Pressed by committee members on the subsidy option, Mr Heseltine said he would have had to go either to the Treasury for more public money or put the cost on the consumer. That would have required legislation.

While he made clear he never reached the point of considering subsidies as a 'viable political choice', he accepted it would not be impossible to get European Commission permission to subsidise coal sold for domestic consumption.

He also agreed with Richard Caborn, the Labour chairman of the committee, that he would have preferred to have had more power to act strategically.

While emphasising that there was no guarantee he would have secured a new contract, he said: 'I think that if I had the power to negotiate with the electricity industry collectively I might have been able to make more progress.'

Later, he said he might be prepared to recommend a law change if a larger market for British Coal could be found.

Mr Heseltine laid the blame for the rapid demise of the coal industry on the electricity industry. He told the committee: 'It is the market that is driving energy policy. . . . I cannot force electricity companies to buy coal.'

But he added that the economics of gas-fired electricity generation - which is blamed for displacing coal - would be a focus of the Government's own review of energy policy. He said that if British Coal had offered the prices on the table at an earlier date he believed not all the planned gas-fired plant would be going ahead.

British Coal is offering prices to National Power and PowerGen of around 150p a gigajoule compared with 185p in existing contracts. The generators will not sign unless the regional companies agree to take the electricity generated by use of the coal.

A senior Department of Trade and Industry (DTI) official has paid the price for government embarrassment over pit closures by being switched suddenly to a new job, in contravention of the convention that civil servants should not be held responsible for policy failures.

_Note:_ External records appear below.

use log::{error, info, LevelFilter};
use rocket::Error as RocketError;
use thiserror::Error;

/// Errors that are critical to the entire server.
#[derive(Debug, Error)]
enum Error {
    #[error(transparent)]
    RocketError(#[from] RocketError),
}

async fn run() -> Result<(), Error> {
    info!("Configuring server...");
    let rocket = votechain_backend::build().ignite().await?;
    info!("...server configured!");
    // Disable rocket logging from now on; the logger fairing reports requests.
    log4rs_dynamic_filters::DynamicLevelFilter::set("rocket", LevelFilter::Off);
    let _ = rocket.launch().await?;
    Ok(())
}

#[rocket::main]
async fn main() {
    // Set up logging.
    if let Err(err) =
        log4rs::init_file("log4rs.yaml", log4rs_dynamic_filters::default_deserializers())
    {
        eprintln!("Failed to initialise logging: {err}");
        std::process::exit(1)
    }
    info!("Initialised logging");

    // Launch server.
    if let Err(err) = run().await {
        error!("{err}");
        error!("Critical failure, shutting down");
        std::process::exit(1)
    }
}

The DTI last night defended the swapping of Robert Priddle, Deputy Secretary in the energy division, with a colleague in the corporate and consumer affairs division as 'sensible' in the light of the government review of the closure programme, forced by last week's protests and the climb-down that followed.

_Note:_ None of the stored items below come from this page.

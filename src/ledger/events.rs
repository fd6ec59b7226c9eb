//! Audit events describing what happened to the ledger.
//!
//! Events are fire-and-forget: a sink cannot fail a vote or roll one back,
//! and no event ever pairs a voter with a ledger entry.

use chrono::{DateTime, Utc};
use log::{log, Level};
use rocket::serde::json::serde_json;
use serde::Serialize;

use crate::ledger::{chain::ChainVerification, VoteError};
use crate::model::{api::ApiId, mongodb::Id};

/// Log target that audit events are written to.
pub const AUDIT_TARGET: &str = "audit";

#[derive(Debug, Clone, Copy, PartialEq, Eq, Serialize)]
#[serde(rename_all = "snake_case")]
pub enum RejectionReason {
    NotRegistered,
    NotVerified,
    AlreadyVoted,
    CandidateNotFound,
}

#[derive(Debug, Clone, PartialEq, Eq, Serialize)]
#[serde(tag = "event", rename_all = "snake_case")]
pub enum LedgerEvent {
    /// An entry was committed. Carries no voter reference.
    VoteCast {
        sequence: u64,
        cast_at: DateTime<Utc>,
    },
    VoteRejected {
        voter_id: ApiId,
        reason: RejectionReason,
    },
    VoteCastFailed {
        voter_id: ApiId,
        attempts: u32,
        error: String,
    },
    ChainVerified {
        verified_count: u64,
    },
    ChainVerificationFailed {
        reason: &'static str,
        entry_id: ApiId,
        previous_entry_id: Option<ApiId>,
        verified_count: u64,
    },
}

impl LedgerEvent {
    /// The event describing a vote that was not recorded.
    pub fn vote_not_recorded(voter_id: Id, attempts: u32, err: &VoteError) -> Self {
        let voter_id = voter_id.into();
        let reason = match err {
            VoteError::NotRegistered => RejectionReason::NotRegistered,
            VoteError::NotVerified => RejectionReason::NotVerified,
            VoteError::AlreadyVoted => RejectionReason::AlreadyVoted,
            VoteError::CandidateNotFound(_) => RejectionReason::CandidateNotFound,
            VoteError::VoteCastFailed(source) => {
                return Self::VoteCastFailed {
                    voter_id,
                    attempts,
                    error: source.to_string(),
                }
            }
        };
        Self::VoteRejected { voter_id, reason }
    }

    /// The event describing the outcome of a chain walk.
    pub fn chain_verified(verification: &ChainVerification) -> Self {
        match verification.failure {
            None => Self::ChainVerified {
                verified_count: verification.verified_count,
            },
            Some(failure) => Self::ChainVerificationFailed {
                reason: failure.reason(),
                entry_id: failure.entry_id().into(),
                previous_entry_id: failure.previous_entry_id().map(ApiId::from),
                verified_count: verification.verified_count,
            },
        }
    }

    /// How loudly this event should be reported.
    pub fn level(&self) -> Level {
        match self {
            Self::VoteCast { .. } | Self::ChainVerified { .. } => Level::Info,
            Self::VoteRejected { .. } => Level::Warn,
            Self::VoteCastFailed { .. } | Self::ChainVerificationFailed { .. } => Level::Error,
        }
    }
}

/// Receives ledger events.
pub trait EventSink: Send + Sync {
    fn emit(&self, event: LedgerEvent);
}

/// Writes each event as one JSON line to the [`AUDIT_TARGET`] log target.
#[derive(Debug, Clone, Copy, Default)]
pub struct LogEventSink;

impl EventSink for LogEventSink {
    fn emit(&self, event: LedgerEvent) {
        match serde_json::to_string(&event) {
            Ok(line) => log!(target: AUDIT_TARGET, event.level(), "{line}"),
            Err(e) => log!(target: AUDIT_TARGET, Level::Error, "Unserializable event {event:?}: {e}"),
        }
    }
}

/// Keeps every event in memory for inspection.
#[cfg(test)]
#[derive(Debug, Default)]
pub struct RecordingSink(std::sync::Mutex<Vec<LedgerEvent>>);

#[cfg(test)]
impl RecordingSink {
    pub fn events(&self) -> Vec<LedgerEvent> {
        self.0.lock().unwrap().clone()
    }
}

#[cfg(test)]
impl EventSink for RecordingSink {
    fn emit(&self, event: LedgerEvent) {
        self.0.lock().unwrap().push(event);
    }
}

The decision, taken by the department at a senior level, is virtually unprecedented, however. There have been no changes at the Treasury or the Bank of England after the dramatic exit of the pound from the European exchange rate mechanism.

Under the convention ministers take responsibility for policy errors. But no steps have been taken to unseat Mr Heseltine or Tim Eggar, the Minster for Energy.

'We felt it would be good to have a fresh pair of eyes on the policy in view of the review,' a DTI spokeswoman said, emphasising that Mr Priddle, who had held the post for three years, had not been demoted.

The European Commission was last night urged to halt pit closures in Britain by declaring a state of emergency in the European coal industry, writes Tim Jackson.

Members of the European Parliament called for the Commission to use its emergency powers to introduce coal production quotas across the EC. The British government would be able to block such a plan.